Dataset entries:
*****

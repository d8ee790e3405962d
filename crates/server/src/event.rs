//! Attachment event handling

use docmigrate_core::{ContentTypeDetectedEvent, ContentTypeListener, Result};

use crate::attachment::MimeTypeValidator;

/// Rejects attachments whose detected content type is not allowed
#[derive(Debug, Clone, Default)]
pub struct AttachmentEventListener {
    validator: MimeTypeValidator,
}

impl AttachmentEventListener {
    /// Create a listener validating with `validator`
    pub fn new(validator: MimeTypeValidator) -> Self {
        Self { validator }
    }

    /// The validator in use
    pub fn validator(&self) -> &MimeTypeValidator {
        &self.validator
    }
}

impl ContentTypeListener for AttachmentEventListener {
    fn on_content_type_detected(&self, event: &ContentTypeDetectedEvent) -> Result<()> {
        self.validator.validate_mime_type(event.detected_mime_type())
    }
}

*****

Please copy each line above exactly as written.

repository d8ee790e3405962d
filename crates/server/src/event.rs
//! Attachment event handling

use docmigrate_core::{ContentTypeDetectedEvent, ContentTypeListener, Result};

use crate::attachment::MimeTypeValidator;

/// Rejects attachments whose detected content type is not allowed
#[derive(Debug, Clone, Default)]
pub struct AttachmentEventListener {
    validator: MimeTypeValidator,
}

impl AttachmentEventListener {
    /// Create a listener validating with `validator`
    pub fn new(validator: MimeTypeValidator) -> Self {
        Self { validator }
    }

    /// The validator in use
    pub fn validator(&self) -> &MimeTypeValidator {
        &self.validator
    }
}

impl ContentTypeListener for AttachmentEventListener {
    fn on_content_type_detected(&self, event: &ContentTypeDetectedEvent) -> Result<()> {
        self.validator.validate_mime_type(event.detected_mime_type())
    }
}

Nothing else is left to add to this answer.